Let $G$ be a finite group and let $H \leq G$ be a subgroup. Furthermore, let $G$ act on $G/H$ by left multiplication, i.e. $g * sH := g s H$.
I would like to show that the number of fixed points of an arbitrary element $g$ is $$ \dfrac{|Cl(g) \cap H| \cdot |C_G (g)|}{|H|}, $$ where $Cl(g) = \{s g s^{-1} : \tilde{g} \in G \}$ is the conjugacy class of $g$, and $C_G (g) = \{s \in G : sg = gs \}$.
So far, it is clear to me that if $sgs^{-1} \in H$, then $sH$ is a fixed point of $g$, so I can see where the $|Cl(g) \cap H|$ term might come from. Otherwise I'm not sure how to show this.
Thanks a lot.
Consider the map $\varphi:G\longrightarrow G$ given by $x\longmapsto x^{-1}gx$: now, $xH$ is fixed by $g$ iff $x^{-1}gx$ belongs to $H$. That is to say, iff $x\in \varphi^{-1}(\text{Cl}(g)\cap H)$.

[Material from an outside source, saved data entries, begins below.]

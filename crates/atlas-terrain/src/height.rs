//! Coherent multi-octave value-noise height field.
//!
//! Each octave hashes integer lattice points (plus the world seed) into
//! `[0, 1)`, smooths every lattice value with its eight neighbors, and
//! interpolates fractional coordinates with a cosine ease. Five octaves are
//! summed: a continental bias, rolling hills, mid-scale relief, surface
//! roughness, and sparse peaks whose height depends on the continental bias.
//!
//! This is the single source of elevation for the whole engine. Chunk
//! sampling, classification outside generated territory, and placement all
//! call [`height`]; a second formula anywhere else would let callers disagree.

use std::f64::consts::PI;

use atlas_math::det::{det_cos, det_sin};

use crate::constants::HEIGHT_FLOOR;

/// One noise layer: lattice spacing in world units, output amplitude, and a
/// seed offset that decorrelates it from the other layers.
#[derive(Clone, Copy, Debug)]
struct Octave {
    spacing: f64,
    amplitude: f64,
    seed_offset: f64,
}

const SUPER_MACRO: Octave = Octave {
    spacing: 6667.0,
    amplitude: 400.0,
    seed_offset: 0.0,
};
const MACRO: Octave = Octave {
    spacing: 667.0,
    amplitude: 150.0,
    seed_offset: 1013.0,
};
const MID: Octave = Octave {
    spacing: 100.0,
    amplitude: 40.0,
    seed_offset: 2026.0,
};
const MICRO: Octave = Octave {
    spacing: 20.0,
    amplitude: 10.0,
    seed_offset: 3039.0,
};
// Amplitude of the peak layer is chosen per point by `peak_multiplier`.
const PEAKS: Octave = Octave {
    spacing: 125.0,
    amplitude: 0.0,
    seed_offset: 4052.0,
};

/// Continental bias below which peaks become tall ocean islands.
const ISLAND_BIAS: f64 = 0.4;
/// Continental bias above which peaks become mountain ranges.
const MOUNTAIN_BIAS: f64 = 0.6;

/// Per-octave breakdown of a single height evaluation.
#[derive(Clone, Copy, Debug, PartialEq)]
pub struct HeightSample {
    /// Raw super-macro noise in `[0, 1)`; drives the peak multiplier.
    pub bias: f64,
    pub super_macro: f64,
    pub macro_relief: f64,
    pub mid: f64,
    pub micro: f64,
    pub peaks: f64,
    /// Sum of all octaves, floor-clamped at [`HEIGHT_FLOOR`].
    pub total: f64,
}

/// Elevation at world coordinate `(x, y)` for the given seed.
pub fn height(x: f64, y: f64, seed: f64) -> f64 {
    height_breakdown(x, y, seed).total
}

/// Evaluate the height field and return every octave's contribution.
pub fn height_breakdown(x: f64, y: f64, seed: f64) -> HeightSample {
    let bias = layer(SUPER_MACRO, x, y, seed);
    let super_macro = centered(bias) * SUPER_MACRO.amplitude;
    let macro_relief = centered(layer(MACRO, x, y, seed)) * MACRO.amplitude;
    let mid = centered(layer(MID, x, y, seed)) * MID.amplitude;
    let micro = centered(layer(MICRO, x, y, seed)) * MICRO.amplitude;

    // Cubing keeps most of the layer near zero and lets only the extremes
    // stand out as peaks.
    let deviation = centered(layer(PEAKS, x, y, seed));
    let peaks = deviation * deviation * deviation * peak_multiplier(bias);

    let total = (super_macro + macro_relief + mid + micro + peaks).max(HEIGHT_FLOOR);
    HeightSample {
        bias,
        super_macro,
        macro_relief,
        mid,
        micro,
        peaks,
        total,
    }
}

/// Peak amplitude for a given continental bias.
pub fn peak_multiplier(bias: f64) -> f64 {
    if bias < ISLAND_BIAS {
        700.0
    } else if bias > MOUNTAIN_BIAS {
        1200.0
    } else {
        500.0
    }
}

/// Map `[0, 1)` onto `[-1, 1)`.
#[inline]
fn centered(v: f64) -> f64 {
    v * 2.0 - 1.0
}

#[inline]
fn layer(octave: Octave, x: f64, y: f64, seed: f64) -> f64 {
    interpolated_noise(
        x / octave.spacing,
        y / octave.spacing,
        seed + octave.seed_offset,
    )
}

/// Sine hash of a lattice point into `[0, 1)`.
fn lattice_hash(ix: f64, iy: f64, seed: f64) -> f64 {
    let n = det_sin(ix * 12.9898 + iy * 78.233 + seed * 37.719) * 43_758.545_3;
    n - n.floor()
}

/// Lattice value blended with its neighbors: corners 1/16, edges 1/8, center 1/4.
fn smoothed_noise(ix: f64, iy: f64, seed: f64) -> f64 {
    let corners = (lattice_hash(ix - 1.0, iy - 1.0, seed)
        + lattice_hash(ix + 1.0, iy - 1.0, seed)
        + lattice_hash(ix - 1.0, iy + 1.0, seed)
        + lattice_hash(ix + 1.0, iy + 1.0, seed))
        / 16.0;
    let edges = (lattice_hash(ix - 1.0, iy, seed)
        + lattice_hash(ix + 1.0, iy, seed)
        + lattice_hash(ix, iy - 1.0, seed)
        + lattice_hash(ix, iy + 1.0, seed))
        / 8.0;
    let center = lattice_hash(ix, iy, seed) / 4.0;
    corners + edges + center
}

#[inline]
fn cosine_interpolate(a: f64, b: f64, t: f64) -> f64 {
    let f = (1.0 - det_cos(t * PI)) * 0.5;
    a * (1.0 - f) + b * f
}

fn interpolated_noise(x: f64, y: f64, seed: f64) -> f64 {
    let ix = x.floor();
    let iy = y.floor();
    let fx = x - ix;
    let fy = y - iy;

    let v1 = smoothed_noise(ix, iy, seed);
    let v2 = smoothed_noise(ix + 1.0, iy, seed);
    let v3 = smoothed_noise(ix, iy + 1.0, seed);
    let v4 = smoothed_noise(ix + 1.0, iy + 1.0, seed);

    let top = cosine_interpolate(v1, v2, fx);
    let bottom = cosine_interpolate(v3, v4, fx);
    cosine_interpolate(top, bottom, fy)
}

#[cfg(test)]
mod tests {
    use super::*;

    #[test]
    fn test_determinism_same_seed_same_coord() {
        for &(x, y) in &[(0.0, 0.0), (123.4, -567.8), (1e5, 2e5)] {
            let a = height(x, y, 42.0);
            let b = height(x, y, 42.0);
            assert_eq!(
                a.to_bits(),
                b.to_bits(),
                "height must be bit-identical at ({x}, {y})"
            );
        }
    }

    #[test]
    fn test_different_seeds_produce_different_heights() {
        let differing = (0..20)
            .filter(|i| {
                let x = *i as f64 * 311.0;
                height(x, 0.0, 1.0) != height(x, 0.0, 999.0)
            })
            .count();
        assert!(differing > 15, "seeds should decorrelate terrain");
    }

    #[test]
    fn test_floor_invariant() {
        for seed in [0.0, 1.0, 42.0, 7777.0, -3.5] {
            for i in 0..60 {
                for j in 0..60 {
                    let x = i as f64 * 997.0 - 30_000.0;
                    let y = j as f64 * 1009.0 - 30_000.0;
                    let h = height(x, y, seed);
                    assert!(h >= HEIGHT_FLOOR, "height {h} below floor at ({x}, {y})");
                }
            }
        }
    }

    #[test]
    fn test_smooth_within_lattice_cell() {
        // Micro octave has the finest spacing (20 units); a 0.01 step moves a
        // tiny fraction of a cell, so the total must change only slightly.
        let step = 0.01;
        for i in 0..5_000 {
            let x = 17.0 + i as f64 * step;
            let a = height(x, 33.0, 42.0);
            let b = height(x + step, 33.0, 42.0);
            assert!((a - b).abs() < 2.0, "discontinuity at x={x}: {a} -> {b}");
        }
    }

    #[test]
    fn test_continuous_across_lattice_lines() {
        // x = 100 is a lattice line for the mid octave.
        let eps = 1e-6;
        let left = height(100.0 - eps, 250.0, 5.0);
        let right = height(100.0 + eps, 250.0, 5.0);
        assert!((left - right).abs() < 1e-2, "jump at lattice line: {left} vs {right}");
    }

    #[test]
    fn test_lattice_hash_in_unit_interval() {
        for i in -50..50 {
            for j in -50..50 {
                let v = lattice_hash(i as f64, j as f64, 42.0);
                assert!((0.0..1.0).contains(&v), "hash {v} out of range");
            }
        }
    }

    #[test]
    fn test_smoothing_weights_sum_to_one() {
        // The blend is a convex combination, so it stays in [0, 1).
        for i in -20..20 {
            let v = smoothed_noise(i as f64, (i * 3) as f64, 11.0);
            assert!((0.0..1.0).contains(&v));
        }
    }

    #[test]
    fn test_interpolation_hits_lattice_values() {
        let seed = 9.0;
        let at_lattice = interpolated_noise(4.0, -2.0, seed);
        let direct = smoothed_noise(4.0, -2.0, seed);
        assert!((at_lattice - direct).abs() < 1e-12);
    }

    #[test]
    fn test_breakdown_matches_total() {
        let s = height_breakdown(1234.0, -987.0, 42.0);
        let sum = s.super_macro + s.macro_relief + s.mid + s.micro + s.peaks;
        assert_eq!(s.total, sum.max(HEIGHT_FLOOR));
        assert_eq!(s.total, height(1234.0, -987.0, 42.0));
        assert!(s.super_macro.abs() <= 400.0);
        assert!(s.macro_relief.abs() <= 150.0);
        assert!(s.mid.abs() <= 40.0);
        assert!(s.micro.abs() <= 10.0);
        assert!(s.peaks.abs() <= peak_multiplier(s.bias));
    }

    #[test]
    fn test_peak_multiplier_bands() {
        assert_eq!(peak_multiplier(0.1), 700.0);
        assert_eq!(peak_multiplier(0.39), 700.0);
        assert_eq!(peak_multiplier(0.4), 500.0);
        assert_eq!(peak_multiplier(0.5), 500.0);
        assert_eq!(peak_multiplier(0.6), 500.0);
        assert_eq!(peak_multiplier(0.61), 1200.0);
    }
}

Now, it is easy to see that $|\varphi^{-1}(\text{Cl}(g)\cap H)|$ equals $|\text{Cl}(g)\cap H|\cdot|C_G(g)|$, by the fact that $C_G(g)$ is the stabilizer of $g$ in the action of $G$ on itself by conjugation.
Therefore, the number of elements $x\in G$ such that $gxH=xH$ is $|\text{Cl}(g)\cap H|\cdot|C_G(g)|$: since you wish to count the cosets of $H$ for which the same equation holds, you need to divide it by $|H|$.